# Charlie Elliott



## panfish (Jan 15, 2017)

Has anyone seen any hogs out there. Its been a long time sens if been out there.


----------



## biggdogg (Jan 16, 2017)

I have heard reports of hogs out there, but I have never seen one myself. I've never even seen any sign of hogs for that matter. I wouldn't go out there with the sole intention of hunting one. jmho


----------



## panfish (Jan 16, 2017)

Yea I know there used to be a few out there. Iv killed some there but its been a cupel years since iv been out there.


----------



## 3ringer (Jan 18, 2017)

Years ago I bow hunted there with a guy and his son. His son said he saw a bear. His son showed him where he saw the bear cross the creek. There were Bear tracks in the sand.


----------



## oldfatbubba (Jan 28, 2017)

Plenty of sign on the West side of the big lake.  I've not seen a live one there, but they're there.


----------



## DantheHuntingMan (Feb 15, 2017)

*Yes, hogs on Clyble!*

I got two hogs last year on Clyble WMA and saw lots of sign this year.

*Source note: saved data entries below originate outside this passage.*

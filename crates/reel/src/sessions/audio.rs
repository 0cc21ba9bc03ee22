//! Offset-based reads over the audio artifact.

use std::io::{self, SeekFrom};
use std::path::{Path, PathBuf};
use tokio::io::{AsyncReadExt, AsyncSeekExt};

/// Streams fixed-size windows of the audio artifact.
///
/// The file is reopened on every read; the cursor only remembers how far the
/// client has been served. The offset only moves forward and only by bytes
/// actually read, so it can never pass the end of the file.
#[derive(Debug)]
pub struct AudioCursor {
    path: PathBuf,
    offset: u64,
    chunk_size: usize,
}

impl AudioCursor {
    pub fn new(path: impl Into<PathBuf>, chunk_size: usize) -> Self {
        Self {
            path: path.into(),
            offset: 0,
            chunk_size,
        }
    }

    pub fn path(&self) -> &Path {
        &self.path
    }

    pub fn offset(&self) -> u64 {
        self.offset
    }

    /// Read the next window. `Ok(None)` means end of stream, and stays that way.
    ///
    /// A missing artifact reads as an empty stream: sources without an audio
    /// track produce no file.
    pub async fn next_window(&mut self) -> io::Result<Option<Vec<u8>>> {
        let mut file = match tokio::fs::File::open(&self.path).await {
            Ok(file) => file,
            Err(e) if e.kind() == io::ErrorKind::NotFound => return Ok(None),
            Err(e) => return Err(e),
        };

        let len = file.metadata().await?.len();
        if self.offset >= len {
            return Ok(None);
        }

        file.seek(SeekFrom::Start(self.offset)).await?;

        // read_to_end on a bounded reader fills short reads until the
        // window is full or the file ends
        let mut window = Vec::with_capacity(self.chunk_size);
        file.take(self.chunk_size as u64)
            .read_to_end(&mut window)
            .await?;

        if window.is_empty() {
            return Ok(None);
        }

        self.offset += window.len() as u64;
        Ok(Some(window))
    }
}

#[cfg(test)]
mod tests {
    use super::*;

    fn artifact(len: usize) -> (tempfile::TempDir, PathBuf) {
        let dir = tempfile::tempdir().unwrap();
        let path = dir.path().join("audio.dfpwm");
        let bytes: Vec<u8> = (0..len).map(|i| (i % 251) as u8).collect();
        std::fs::write(&path, bytes).unwrap();
        (dir, path)
    }

    #[tokio::test]
    async fn test_windows_cover_file_in_order() {
        let (_dir, path) = artifact(10);
        let mut cursor = AudioCursor::new(&path, 4);

        assert_eq!(cursor.next_window().await.unwrap(), Some(vec![0, 1, 2, 3]));
        assert_eq!(cursor.offset(), 4);
        assert_eq!(cursor.next_window().await.unwrap(), Some(vec![4, 5, 6, 7]));
        assert_eq!(cursor.next_window().await.unwrap(), Some(vec![8, 9]));
        assert_eq!(cursor.offset(), 10);
    }

    #[tokio::test]
    async fn test_end_of_stream_is_idempotent() {
        let (_dir, path) = artifact(3);
        let mut cursor = AudioCursor::new(&path, 8);

        assert_eq!(cursor.next_window().await.unwrap().unwrap().len(), 3);
        for _ in 0..3 {
            assert_eq!(cursor.next_window().await.unwrap(), None);
            assert_eq!(cursor.offset(), 3);
        }
    }

    #[tokio::test]
    async fn test_empty_and_missing_artifacts() {
        let (dir, path) = artifact(0);
        let mut cursor = AudioCursor::new(&path, 8);
        assert_eq!(cursor.next_window().await.unwrap(), None);

        let mut missing = AudioCursor::new(dir.path().join("nope.dfpwm"), 8);
        assert_eq!(missing.next_window().await.unwrap(), None);
        assert_eq!(missing.offset(), 0);
    }

    #[tokio::test]
    async fn test_offset_never_exceeds_length() {
        let (_dir, path) = artifact(1000);
        let mut cursor = AudioCursor::new(&path, 333);
        let mut last = 0;
        while let Some(window) = cursor.next_window().await.unwrap() {
            assert!(window.len() <= 333);
            assert!(cursor.offset() > last);
            last = cursor.offset();
        }
        assert_eq!(cursor.offset(), 1000);
    }

    #[tokio::test]
    async fn test_reading_a_directory_is_an_error() {
        let dir = tempfile::tempdir().unwrap();
        let mut cursor = AudioCursor::new(dir.path(), 8);
        assert!(cursor.next_window().await.is_err());
    }
}
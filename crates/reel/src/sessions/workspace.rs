//! Per-session scratch directories.

use std::io;
use std::path::{Path, PathBuf};
use tempfile::TempDir;
use tracing::{debug, info, warn};

/// Prefix for workspace directory names under the workspace root.
pub const WORKSPACE_PREFIX: &str = "reel.";

/// A temporary directory owned by exactly one session.
///
/// Removed by [`Workspace::remove`], or on drop if the session is torn down
/// without an orderly close.
#[derive(Debug)]
pub struct Workspace {
    dir: TempDir,
}

impl Workspace {
    /// Create a fresh, empty workspace under `root`.
    pub fn create(root: &Path) -> io::Result<Self> {
        std::fs::create_dir_all(root)?;
        let dir = tempfile::Builder::new()
            .prefix(WORKSPACE_PREFIX)
            .tempdir_in(root)?;
        info!(workspace = %dir.path().display(), "Created workspace");
        Ok(Self { dir })
    }

    pub fn path(&self) -> &Path {
        self.dir.path()
    }

    /// Where fetched source media lands.
    pub fn media_dir(&self) -> PathBuf {
        self.dir.path().join("media")
    }

    /// Delete the directory and everything in it. Failures are logged, not returned.
    pub fn remove(self) {
        let path = self.dir.path().to_path_buf();
        match self.dir.close() {
            Ok(()) => debug!(workspace = %path.display(), "Removed workspace"),
            Err(e) => warn!(workspace = %path.display(), error = %e, "Failed to remove workspace"),
        }
    }
}
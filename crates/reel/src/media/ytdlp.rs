//! Source download through yt-dlp.

use async_trait::async_trait;
use std::path::{Path, PathBuf};
use tracing::info;

use super::process::run_tool;
use super::{Fetcher, MediaError};

/// File name of the merged download inside the destination directory.
pub const VIDEO_FILE: &str = "video.mp4";

/// Downloads with the `yt-dlp` command line tool.
#[derive(Debug, Clone)]
pub struct YtDlpFetcher {
    program: String,
    format: String,
}

impl YtDlpFetcher {
    pub fn new(program: impl Into<String>, format: impl Into<String>) -> Self {
        Self {
            program: program.into(),
            format: format.into(),
        }
    }

    fn args(&self, url: &str, output: &Path) -> Vec<String> {
        vec![
            "--quiet".to_string(),
            "--no-playlist".to_string(),
            "--format".to_string(),
            self.format.clone(),
            "--merge-output-format".to_string(),
            "mp4".to_string(),
            "--output".to_string(),
            output.display().to_string(),
            // A URL starting with '-' must not be read as an option
            "--".to_string(),
            url.to_string(),
        ]
    }
}

#[async_trait]
impl Fetcher for YtDlpFetcher {
    async fn fetch(&self, url: &str, dest_dir: &Path) -> Result<PathBuf, MediaError> {
        tokio::fs::create_dir_all(dest_dir)
            .await
            .map_err(|e| MediaError::io(dest_dir, e))?;

        let output = dest_dir.join(VIDEO_FILE);
        run_tool(&self.program, self.args(url, &output)).await?;

        if !tokio::fs::try_exists(&output).await.unwrap_or(false) {
            return Err(MediaError::NoOutput {
                program: self.program.clone(),
                what: "video file",
            });
        }

        info!(url, path = %output.display(), "Download complete");
        Ok(output)
    }
}

#[cfg(test)]
mod tests {
    use super::*;

    #[test]
    fn test_args_end_with_separator_and_url() {
        let fetcher = YtDlpFetcher::new("yt-dlp", "worst");
        let args = fetcher.args("-rf", Path::new("/w/media/video.mp4"));

        assert_eq!(&args[args.len() - 2..], ["--", "-rf"]);
        let format = args.iter().position(|a| a == "--format").unwrap();
        assert_eq!(args[format + 1], "worst");
        assert!(args.contains(&"/w/media/video.mp4".to_string()));
    }

    #[cfg(unix)]
    #[tokio::test]
    async fn test_tool_that_writes_nothing_is_no_output() {
        let dir = tempfile::tempdir().unwrap();
        // `true` ignores its arguments and exits 0 without writing a file
        let fetcher = YtDlpFetcher::new("true", "worst");

        let err = fetcher
            .fetch("https://example.invalid/v", &dir.path().join("media"))
            .await
            .unwrap_err();
        assert!(matches!(err, MediaError::NoOutput { .. }));
        assert!(dir.path().join("media").is_dir());
    }
}
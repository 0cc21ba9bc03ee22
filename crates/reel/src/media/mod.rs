//! Media acquisition and rendering.
//!
//! Sessions never touch video data directly. They call three collaborators:
//!
//! - [`Fetcher`] downloads a source URL into the workspace.
//! - [`Transcoder`] turns the download into numbered frame images and one
//!   DFPWM audio artifact.
//! - [`FrameRenderer`] turns one frame image into the text payload the
//!   client blits to its monitor.
//!
//! The default implementations shell out to `yt-dlp` and `ffmpeg`. Tests
//! substitute in-process fakes.

pub mod ffmpeg;
pub mod palette;
pub mod process;
pub mod ytdlp;

use async_trait::async_trait;
use reelconf::ToolsConfig;
use std::path::{Path, PathBuf};
use std::sync::Arc;
use thiserror::Error;

use crate::types::Playback;

pub use ffmpeg::FfmpegTranscoder;
pub use palette::PaletteRenderer;
pub use ytdlp::YtDlpFetcher;

/// Errors from media collaborators. Surfaced to clients as `error` messages.
#[derive(Debug, Error)]
pub enum MediaError {
    #[error("failed to run {program}: {source}")]
    Spawn {
        program: String,
        #[source]
        source: std::io::Error,
    },

    #[error("{program} exited with {status}: {stderr}")]
    ToolFailed {
        program: String,
        status: String,
        stderr: String,
    },

    #[error("{program} produced no {what}")]
    NoOutput { program: String, what: &'static str },

    #[error("I/O error on {path}: {source}")]
    Io {
        path: PathBuf,
        #[source]
        source: std::io::Error,
    },

    #[error("cannot decode frame {path}: {reason}")]
    BadFrame { path: PathBuf, reason: String },
}

impl MediaError {
    pub(crate) fn io(path: &Path, source: std::io::Error) -> Self {
        MediaError::Io {
            path: path.to_path_buf(),
            source,
        }
    }
}

/// Artifacts produced by a [`Transcoder`], all inside the session workspace.
#[derive(Debug, Clone, PartialEq, Eq)]
pub struct RenderedMedia {
    /// Frame images in playback order.
    pub frames: Vec<PathBuf>,
    /// DFPWM audio. May not exist when the source had no audio track.
    pub audio: PathBuf,
}

#[async_trait]
pub trait Fetcher: Send + Sync {
    /// Download `url` into `dest_dir`, returning the path of the video file.
    async fn fetch(&self, url: &str, dest_dir: &Path) -> Result<PathBuf, MediaError>;
}

#[async_trait]
pub trait Transcoder: Send + Sync {
    /// Scale and resample `source` for `playback`, writing artifacts under `workspace`.
    async fn transcode(
        &self,
        source: &Path,
        playback: Playback,
        workspace: &Path,
    ) -> Result<RenderedMedia, MediaError>;
}

/// Converts one frame image to its wire payload.
///
/// Called from the blocking pool, so implementations may do synchronous I/O.
pub trait FrameRenderer: Send + Sync {
    fn render(&self, frame: &Path) -> Result<String, MediaError>;
}

/// The collaborator set shared by every connection.
#[derive(Clone)]
pub struct MediaTools {
    pub fetcher: Arc<dyn Fetcher>,
    pub transcoder: Arc<dyn Transcoder>,
    pub renderer: Arc<dyn FrameRenderer>,
}

impl MediaTools {
    pub fn new(
        fetcher: Arc<dyn Fetcher>,
        transcoder: Arc<dyn Transcoder>,
        renderer: Arc<dyn FrameRenderer>,
    ) -> Self {
        Self {
            fetcher,
            transcoder,
            renderer,
        }
    }

    /// yt-dlp, ffmpeg and the 16-color palette renderer.
    pub fn from_config(tools: &ToolsConfig) -> Self {
        Self::new(
            Arc::new(YtDlpFetcher::new(&tools.yt_dlp, &tools.format)),
            Arc::new(FfmpegTranscoder::new(&tools.ffmpeg, tools.audio_sample_rate)),
            Arc::new(PaletteRenderer::default()),
        )
    }
}
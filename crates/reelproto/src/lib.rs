//! reelproto - wire types for the reel session protocol
//!
//! A client (a CC:Tweaked computer running a Lua player) holds one WebSocket
//! open and exchanges UTF-8 text frames, each a single JSON object with a
//! `type` discriminator.
//!
//! ## Client → server
//!
//! | type         | fields                 |
//! |--------------|------------------------|
//! | `init`       | `width`, `height`, `fps` |
//! | `get_media`  | `url`                  |
//! | `get_frames` |                        |
//! | `get_audio`  |                        |
//! | `stop`       |                        |
//! | `seek`       | `time`                 |
//!
//! ## Server → client
//!
//! `ready`, `frame{data}`, `frames_end`, `audio{data}`, `audio_end`,
//! `error{message}`.
//!
//! Playback is pull-driven: the server never sends frames or audio the
//! client did not ask for.

pub mod client;
pub mod conversion;
pub mod responses;

pub use client::{decode, ClientMessage, DecodeError, CLIENT_MESSAGE_TYPES};
pub use responses::ServerMessage;
//! Playback configuration - chunk sizes handed to every session.

use serde::{Deserialize, Serialize};

/// Per-request chunking for frame and audio delivery.
#[derive(Debug, Clone, Copy, Serialize, Deserialize, PartialEq, Eq)]
pub struct VideoConfig {
    /// Maximum frames per `frame` response.
    #[serde(default = "VideoConfig::default_frame_chunk_size")]
    pub frame_chunk_size: usize,

    /// Maximum audio bytes per `audio` response.
    #[serde(default = "VideoConfig::default_audio_chunk_size")]
    pub audio_chunk_size: usize,
}

impl VideoConfig {
    fn default_frame_chunk_size() -> usize {
        5
    }

    fn default_audio_chunk_size() -> usize {
        1024
    }
}

impl Default for VideoConfig {
    fn default() -> Self {
        Self {
            frame_chunk_size: Self::default_frame_chunk_size(),
            audio_chunk_size: Self::default_audio_chunk_size(),
        }
    }
}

At this time of year they come out to feed in fields right at sunset/sunrise, acorns are mostly gone so hogs are finding easy feeding areas like green fields.


----------



## DantheHuntingMan (Feb 15, 2017)

The attached pic of lots of hog sign was taken last Sunday, Feb 12, 2017.


----------



## DantheHuntingMan (Feb 15, 2017)

Shot this fat hog last February on Clyble, good eating!


----------



## panfish (Feb 15, 2017)

Going to try get down there this weekend and do some walking.


----------



## 2busy2work (Feb 15, 2017)

I found a group of about 15 hogs on 1/23.  Four or five were pretty big hogs and the rest were so small they still had their stripes.


----------